CS 5043: HW5: Probabilistic Neural Networks
DRAFT
Assignment notes:
- Deadline: Thursday, April 10th @11:59pm.
- Hand-in procedure: submit a zip file to Gradescope
- This work is to be done on your own. However, you may share
solution-specific code snippets in the open on
Slack (only!), but not full solutions. Downloading
solution-specific materials (text and code) is not allowed
(from web pages or from LLMs).
The Problem
The Oklahoma
Mesonet is a network of weather stations scattered across the
state of Oklahoma, with at least one station in each county. Each
station measures many different meteorological variables every 5
minutes. Our data set contains a single summary sample for each
of the 136 stations and each day from 1994 to 2000.

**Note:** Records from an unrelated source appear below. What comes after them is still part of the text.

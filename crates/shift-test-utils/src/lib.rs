//! Shared test utilities for the kubeshift workspace.
//!
//! This crate provides standardised test fixtures to avoid duplication
//! across crate test suites. It is a dev-dependency only, never published.
//!
//! # Modules
//!
//! - [`git`]: git repository fixtures
//! - [`tree`]: [`TestTree`](tree::TestTree) builder for source and output trees

pub mod git;
pub mod tree;
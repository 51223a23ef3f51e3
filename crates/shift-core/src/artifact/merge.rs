//! Artifact Merge Layer
//!
//! Folds artifacts returned by plugins into the aggregate kept by the
//! pipeline. Artifacts combine by `(kind, name)`: path lists are unioned in
//! first-seen order and configs are merged per kind through
//! [`ConfigMergers`].

use super::{Artifact, ConfigMergers};

impl Artifact {
    /// Fold `newer` into `self`. Both must describe the same unit.
    pub fn merge_with(&mut self, newer: Artifact, mergers: &ConfigMergers) {
        debug_assert!(self.same_unit(&newer));

        for (role, paths) in newer.paths {
            for path in paths {
                self.add_path(&role, path);
            }
        }

        for (kind, value) in newer.configs {
            let merged = match self.configs.get(&kind) {
                Some(existing) => mergers.merge(&kind, existing, &value),
                None => value,
            };
            self.configs.insert(kind, merged);
        }
    }

    /// Non-mutating form of [`Artifact::merge_with`].
    pub fn merged(&self, newer: &Artifact, mergers: &ConfigMergers) -> Artifact {
        let mut out = self.clone();
        out.merge_with(newer.clone(), mergers);
        out
    }
}

/// Combine `new` with its counterparts in `old` and collapse duplicates
/// within `new`.
///
/// Every returned artifact is the fold of the matching `old` entry (if any)
/// followed by each matching `new` entry in order. The output lists one
/// artifact per distinct `(kind, name)` present in `new`, in first-seen
/// order. Artifacts only present in `old` are not returned.
pub fn merge_artifacts(old: &[Artifact], new: Vec<Artifact>, mergers: &ConfigMergers) -> Vec<Artifact> {
    let mut out: Vec<Artifact> = Vec::with_capacity(new.len());

    for artifact in new {
        if let Some(existing) = out.iter_mut().find(|a| a.same_unit(&artifact)) {
            existing.merge_with(artifact, mergers);
            continue;
        }

        match old.iter().find(|a| a.same_unit(&artifact)) {
            Some(previous) => {
                let mut combined = previous.clone();
                combined.merge_with(artifact, mergers);
                out.push(combined);
            }
            None => out.push(artifact),
        }
    }

    out
}

/// The aggregate artifact set owned by the pipeline across passes.
#[derive(Debug, Clone, Default)]
pub struct ArtifactSet {
    items: Vec<Artifact>,
}

impl ArtifactSet {
    pub fn new() -> Self {
        Self::default()
    }

    pub fn items(&self) -> &[Artifact] {
        &self.items
    }

    pub fn len(&self) -> usize {
        self.items.len()
    }

    pub fn is_empty(&self) -> bool {
        self.items.is_empty()
    }

    pub fn get(&self, kind: &str, name: &str) -> Option<&Artifact> {
        self.items.iter().find(|a| a.key() == (kind, name))
    }

    /// Merge `new` into the set and return the entries that were added or
    /// whose content changed.
    pub fn merge(&mut self, new: Vec<Artifact>, mergers: &ConfigMergers) -> Vec<Artifact> {
        let merged = merge_artifacts(&self.items, new, mergers);
        self.absorb(merged)
    }

    /// Store already-merged artifacts, replacing same-unit entries in place.
    /// Returns the entries that were added or whose content changed.
    pub fn absorb(&mut self, merged: Vec<Artifact>) -> Vec<Artifact> {
        let mut changed = Vec::new();

        for artifact in merged {
            match self.items.iter_mut().find(|a| a.same_unit(&artifact)) {
                Some(slot) if *slot == artifact => {}
                Some(slot) => {
                    *slot = artifact.clone();
                    changed.push(artifact);
                }
                None => {
                    self.items.push(artifact.clone());
                    changed.push(artifact);
                }
            }
        }

        changed
    }

    pub fn into_items(self) -> Vec<Artifact> {
        self.items
    }
}

impl FromIterator<Artifact> for ArtifactSet {
    fn from_iter<I: IntoIterator<Item = Artifact>>(iter: I) -> Self {
        let mut set = ArtifactSet::new();
        set.merge(iter.into_iter().collect(), &ConfigMergers::new());
        set
    }
}
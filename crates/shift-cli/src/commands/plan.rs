//! Plan command implementation

use std::path::Path;

use colored::Colorize;
use shift_core::artifact::roles;
use shift_core::{ConfigOverrides, Pipeline, Plan, PluginRegistry};

use super::{ConfigSources, load_config};
use crate::cli::OutputFormat;
use crate::error::Result;

/// Detect and name the services of `source` and print them.
pub fn run_plan(source: &Path, sources: ConfigSources<'_>, overrides: &ConfigOverrides, format: OutputFormat) -> Result<()> {
    let config = load_config(source, sources, overrides)?;
    let registry = PluginRegistry::with_builtins();
    let plan = Pipeline::new(&registry, config)?.plan(source)?;

    match format {
        OutputFormat::Text => print_plan(&plan),
        OutputFormat::Json => println!("{}", serde_json::to_string_pretty(&plan)?),
        OutputFormat::Yaml => print!("{}", serde_yaml::to_string(&plan)?),
    }
    Ok(())
}

fn print_plan(plan: &Plan) {
    println!("{}:  {}", "Project".dimmed(), plan.project.cyan());
    println!("{}:   {}", "Source".dimmed(), plan.source_root.display());
    println!();

    println!("{}:", "Services".bold());
    if plan.services.is_empty() {
        println!("  {}", "None detected".dimmed());
        return;
    }
    for (name, hits) in &plan.services {
        println!("  {} {}", "+".green(), name.cyan());
        for hit in hits {
            for dir in hit.paths(roles::SERVICE_DIRECTORY) {
                let shown = dir.strip_prefix(&plan.source_root).unwrap_or(dir);
                println!("      {} {}", hit.kind.dimmed(), shown.display());
            }
        }
    }
}

#[cfg(test)]
mod tests {
    use super::*;
    use shift_test_utils::tree::TestTree;

    #[test]
    fn plan_writes_nothing() {
        let src = TestTree::new();
        src.service("api", "FROM scratch\n");
        let global = TestTree::new();
        let before = src.entries();

        let sources = ConfigSources {
            global_dir: Some(global.root()),
            file: None,
        };
        run_plan(src.root(), sources, &ConfigOverrides::default(), OutputFormat::Json).unwrap();

        assert_eq!(src.entries(), before);
    }

    #[test]
    fn missing_explicit_config_fails() {
        let src = TestTree::new();
        let global = TestTree::new();
        let missing = src.path("missing.toml");
        let sources = ConfigSources {
            global_dir: Some(global.root()),
            file: Some(&missing),
        };
        assert!(run_plan(src.root(), sources, &ConfigOverrides::default(), OutputFormat::Text).is_err());
    }
}
//! Error types for shift-core

use std::path::PathBuf;

use crate::artifact::ConfigDecodeError;

/// Result type for shift-core operations
pub type Result<T> = std::result::Result<T, Error>;

/// Errors that can occur in shift-core operations
#[derive(Debug, thiserror::Error)]
pub enum Error {
    /// Configuration file not found at expected path
    #[error("Configuration not found at {path}")]
    ConfigNotFound { path: PathBuf },

    /// A config value did not decode into the shape a plugin expected
    #[error(transparent)]
    ConfigDecode(#[from] ConfigDecodeError),

    /// A plugin requires a config kind the artifact does not carry
    #[error("Artifact '{artifact}' is missing required config '{kind}'")]
    MissingConfig { kind: String, artifact: String },

    /// A typed config merge rejected its inputs
    #[error("Cannot merge config '{kind}': {message}")]
    ConfigMerge { kind: String, message: String },

    /// The source or output root cannot be used at all
    #[error("Cannot access root directory {path}: {source}")]
    RootUnavailable {
        path: PathBuf,
        #[source]
        source: std::io::Error,
    },

    /// A plugin reported a failure of its own
    #[error("Plugin '{plugin}' failed: {message}")]
    Plugin { plugin: String, message: String },

    /// Label selector expression could not be parsed
    #[error("Invalid label selector '{expr}': {message}")]
    Selector { expr: String, message: String },

    /// A relative mapping destination climbs out of the output root
    #[error("Destination {path} escapes the output root")]
    EscapesRoot { path: PathBuf },

    /// Source tree walk could not be set up
    #[error("Failed to walk source tree: {0}")]
    Walk(#[from] ignore::Error),

    /// Filesystem error from shift-fs
    #[error(transparent)]
    Fs(#[from] shift_fs::Error),

    /// Git error from shift-git
    #[error(transparent)]
    Git(#[from] shift_git::Error),

    /// Standard I/O error
    #[error(transparent)]
    Io(#[from] std::io::Error),

    /// JSON serialization/deserialization error
    #[error(transparent)]
    Json(#[from] serde_json::Error),

    /// TOML deserialization error
    #[error(transparent)]
    TomlDe(#[from] toml::de::Error),
}

impl Error {
    /// Whether this error must stop the whole pipeline rather than just the
    /// step that produced it.
    pub fn is_fatal(&self) -> bool {
        matches!(self, Self::MissingConfig { .. } | Self::RootUnavailable { .. })
    }
}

The measured variables are described in the
Mesonet
Daily Summary Data document. For this assignment we will be
predicting the rainfall for the day (RAIN) given the other measured variables
at the station. These variables are:
- TMAX
- TMIN
- TAVG
- DMAX
- DMIN
- DAVG
- VDEF
- SMAX
- SMIN
- SAVG
- BMAX
- BMIN
- BAVG
- HMAX
- HMIN
- HAVG
- PMAX
- PMIN
- PAVG
- MSLP
- AMAX
- ATOT
- WSMX
- WSMN
- WSPD
- WDEV
- WMAX
- 9AVG
- 2MAX
- 2MIN
- 2AVG
- 2DEV
- HDEG
- CDEG
- HTMX
- WCMN
The Data set is available on SCHOONER:
/home/fagg/datasets/mesonet/allData1994_2000.csv
Supporting Code
The supporting code provides key
functionality.
- Loading Datasets
get_mesonet_folds(dataset_fname:str,
ntrain_folds: int = 6,
nvalid_folds: int = 1,
ntest_folds: int = 1,
rotation: int = 0)
-
Returns numpy arrays: ins_training, outs_training, ins_validation,
outs_validation, ins_testing, outs_testing
- Each fold contains different Mesonet stations
- Sinh-Arcsinh Distribution Implementation
The SinhArcsinh class provides three key class methods:
- num_params() returns the number of parameters required
for this distribution. Each parameter will require one Tensor
(one each for mean, standard deviation, skewness, and
tailweight).
- create_layer() returns a proper Keras 3 Layer. This layer
is callable with a sequence of 4 Keras Tensors. The
implementation assumes that standard deviation and tailweight
are only positive. When passed TF Tensor data, the layer returns Tensorflow
Probability Distributions (not TF Tensors)
- mdn_loss(y, dist) Can be used as a loss function for the
purposes of compiling your outer model. It returns the negative log
likelihood for each true value (y) given the parameterized
distribution (dist).
- Probabilistic Neural Networks Demo: pnn-solution.ipynb
- Synthetic data
- Normal distribution
Deep Learning Experiment
Construct a model that takes as input the data from a single mesonet
station (a row in ins_*) and predicts a distribution of likely
rainfall measurements, conditioned on the station data (a row in
outs_*). Use the inner/outer model design, with the inner model
transforming the station data into a set of parameters for a
Sinh-Arcsinh distribution, and the outer model producing as
output the corresponding distribution.
Model specifics:
- The Sinh-Arcsinh distribution has four input parameters:
mean, standard deviation, skewness and tailweight. Each of
these parameters is actually a vector -- one element for each
input example (specifically, these parameter values are
conditioned on the mesonet station data).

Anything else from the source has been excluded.